The returns to be made to the Registrar are the same as those for Companies limited by guarantee.2

Unlimited Companies may re-register with limited liability.— For mode of so doing, see Companies Act, 1879, sec. 4.

1 Act 1862, sec. 41.

2 For which see ante.

CHAPTER III

FLOATING OF COMPANY

PROMOTERS.-In the previous chapter the statutory requirements necessary for the incorporation of those Companies which can legally be formed under the Companies Acts were sketched. Attention will now be directed to the legal position of those who set in motion the machinery of the law towards the establishment of a Company.
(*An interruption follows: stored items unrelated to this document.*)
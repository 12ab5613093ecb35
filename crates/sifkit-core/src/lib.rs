//! sifkit core: lifecycle of decoded optimization test problems.
//!
//! A [`CutestModel`] owns one loaded evaluator module, the sizing metadata
//! read at setup, lazily cached sparsity patterns and evaluation counters.
//! The [`Registry`] keeps at most one model alive per process.

pub mod classify;
pub mod model;
pub mod registry;

pub use classify::{Classification, ProblemFilter, select_problems};
pub use model::{
    Coordinates, Counters, CutestModel, LinearConstraints, ModelError, ModelMeta,
    ResolvedProblem, jacobian_partition, resolve_problem, sanitize_bounds,
};
pub use registry::{Lease, Registry};
impl Toolchain for FakeToolchain {
    type Evaluator = FakeEvaluator;

    fn decode(&self, request: &DecodeRequest<'_>) -> Result<Artifacts, EvaluatorError> {
        self.journal.borrow_mut().decodes += 1;
        if self.faults.decode {
            return Err(EvaluatorError::Build {
                stage: "sifdecoder",
                detail: format!("cannot decode {}", request.problem),
            });
        }
        Ok(self.artifacts(request.problem))
    }

    fn artifacts(&self, problem: &str) -> Artifacts {
        Artifacts::in_dir(&self.artifact_dir, problem)
    }

    fn load(&self, _artifacts: &Artifacts) -> Result<FakeEvaluator, EvaluatorError> {
        self.journal.borrow_mut().loads += 1;
        Ok(FakeEvaluator {
            problem: self.problem.clone(),
            journal: Rc::clone(&self.journal),
            faults: self.faults,
            unit_open: false,
            loaded: true,
            objective_calls: 0,
        })
    }
}

#[derive(Debug)]
pub(super) struct FakeEvaluator {
    problem: FakeProblem,
    journal: Rc<RefCell<Journal>>,
    faults: Faults,
    unit_open: bool,
    loaded: bool,
    objective_calls: usize,
}

fn status(operation: &'static str, status: NativeStatus) -> EvaluatorError {
    EvaluatorError::Status { operation, status }
}
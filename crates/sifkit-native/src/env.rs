//! Toolchain locations read from the environment.

use std::path::{Path, PathBuf};

/// Root of the SIF decoder installation.
pub const SIFDECODE_ENV: &str = "SIFDECODE";
/// Root of the CUTEst installation.
pub const CUTEST_ENV: &str = "CUTEST";
/// Architecture directory name under `objects/`.
pub const MYARCH_ENV: &str = "MYARCH";
/// Fortran compiler override.
pub const COMPILER_ENV: &str = "SIFKIT_FC";
/// Directory receiving decoded artifacts.
pub const ARTIFACT_DIR_ENV: &str = "SIFKIT_ARTIFACT_DIR";

/// Compiler used when [`COMPILER_ENV`] is unset.
pub const DEFAULT_COMPILER: &str = "gfortran";

/// Where the decoder, the CUTEst objects and the compiler live.
#[derive(Debug, Clone, PartialEq, Eq)]
pub struct ToolchainEnv {
    pub sifdecode: Option<PathBuf>,
    pub cutest: Option<PathBuf>,
    pub myarch: Option<String>,
    pub compiler: String,
    pub artifact_dir: PathBuf,
}

impl Default for ToolchainEnv {
    fn default() -> Self {
        Self {
            sifdecode: None,
            cutest: None,
            myarch: None,
            compiler: DEFAULT_COMPILER.to_string(),
            artifact_dir: PathBuf::from("."),
        }
    }
}

impl ToolchainEnv {
    pub fn new() -> Self {
        Self::default()
    }

    /// Read every location from the process environment.
    pub fn from_env() -> Self {
        Self::from_lookup(|key| std::env::var(key).ok())
    }

    /// Build from an arbitrary variable lookup. Empty values count as unset.
    pub fn from_lookup<F>(lookup: F) -> Self
    where
        F: Fn(&str) -> Option<String>,
    {
        let read = |key: &str| lookup(key).filter(|value| !value.trim().is_empty());
        let defaults = Self::default();
        Self {
            sifdecode: read(SIFDECODE_ENV).map(PathBuf::from),
            cutest: read(CUTEST_ENV).map(PathBuf::from),
            myarch: read(MYARCH_ENV),
            compiler: read(COMPILER_ENV).unwrap_or(defaults.compiler),
            artifact_dir: read(ARTIFACT_DIR_ENV)
                .map(PathBuf::from)
                .unwrap_or(defaults.artifact_dir),
        }
    }

    pub fn with_sifdecode(mut self, dir: impl Into<PathBuf>) -> Self {
        self.sifdecode = Some(dir.into());
        self
    }

    pub fn with_cutest(mut self, dir: impl Into<PathBuf>) -> Self {
        self.cutest = Some(dir.into());
        self
    }

    pub fn with_myarch(mut self, arch: impl Into<String>) -> Self {
        self.myarch = Some(arch.into());
        self
    }

    pub fn with_compiler(mut self, compiler: impl Into<String>) -> Self {
        self.compiler = compiler.into();
        self
    }

    pub fn with_artifact_dir(mut self, dir: impl Into<PathBuf>) -> Self {
        self.artifact_dir = dir.into();
        self
    }

    /// The decoder executable; falls back to `sifdecoder` on `PATH`.
    pub fn decoder(&self) -> PathBuf {
        match &self.sifdecode {
            Some(root) => root.join("bin").join("sifdecoder"),
            None => PathBuf::from("sifdecoder"),
        }
    }

    /// The double precision CUTEst archive, when both roots are known.
    pub fn cutest_archive(&self) -> Option<PathBuf> {
        let root = self.cutest.as_deref()?;
        let arch = self.myarch.as_deref()?;
        Some(archive_path(root, arch))
    }

    /// Whether enough is configured to decode and build problems.
    pub fn is_configured(&self) -> bool {
        self.cutest_archive().is_some()
    }
}

fn archive_path(root: &Path, arch: &str) -> PathBuf {
    root.join("objects")
        .join(arch)
        .join("double")
        .join("libcutest.a")
}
The formation of a Company must from its very nature be in almost all cases the work of one or more individuals, and the name familiarly given to the pioneers of the concern is "Promoters." The term "promoter" is a term not of law but of business, usefully summing up in a single word a number of business operations familiar to the commercial world, by which a Company is generally brought into existence.1

No hard-and-fast rule can be stated as to who is or who is not a promoter, but the position of persons concerned in the floating of a Company is well defined, and it is this— They stand in a fiduciary position; they have in their hands the creation and moulding of the Company; they have the power of defining how and when and in what shape and under what supervision it shall start into existence and begin to act as a trading corporation. Hence everything that a promoter does must be done with the utmost fairness. No promoter is entitled to receive any secret commission or remuneration 1 Per Bowen, L. J., in Whaley Bridge v. Green, L. R. 5 Q. B. D. 109.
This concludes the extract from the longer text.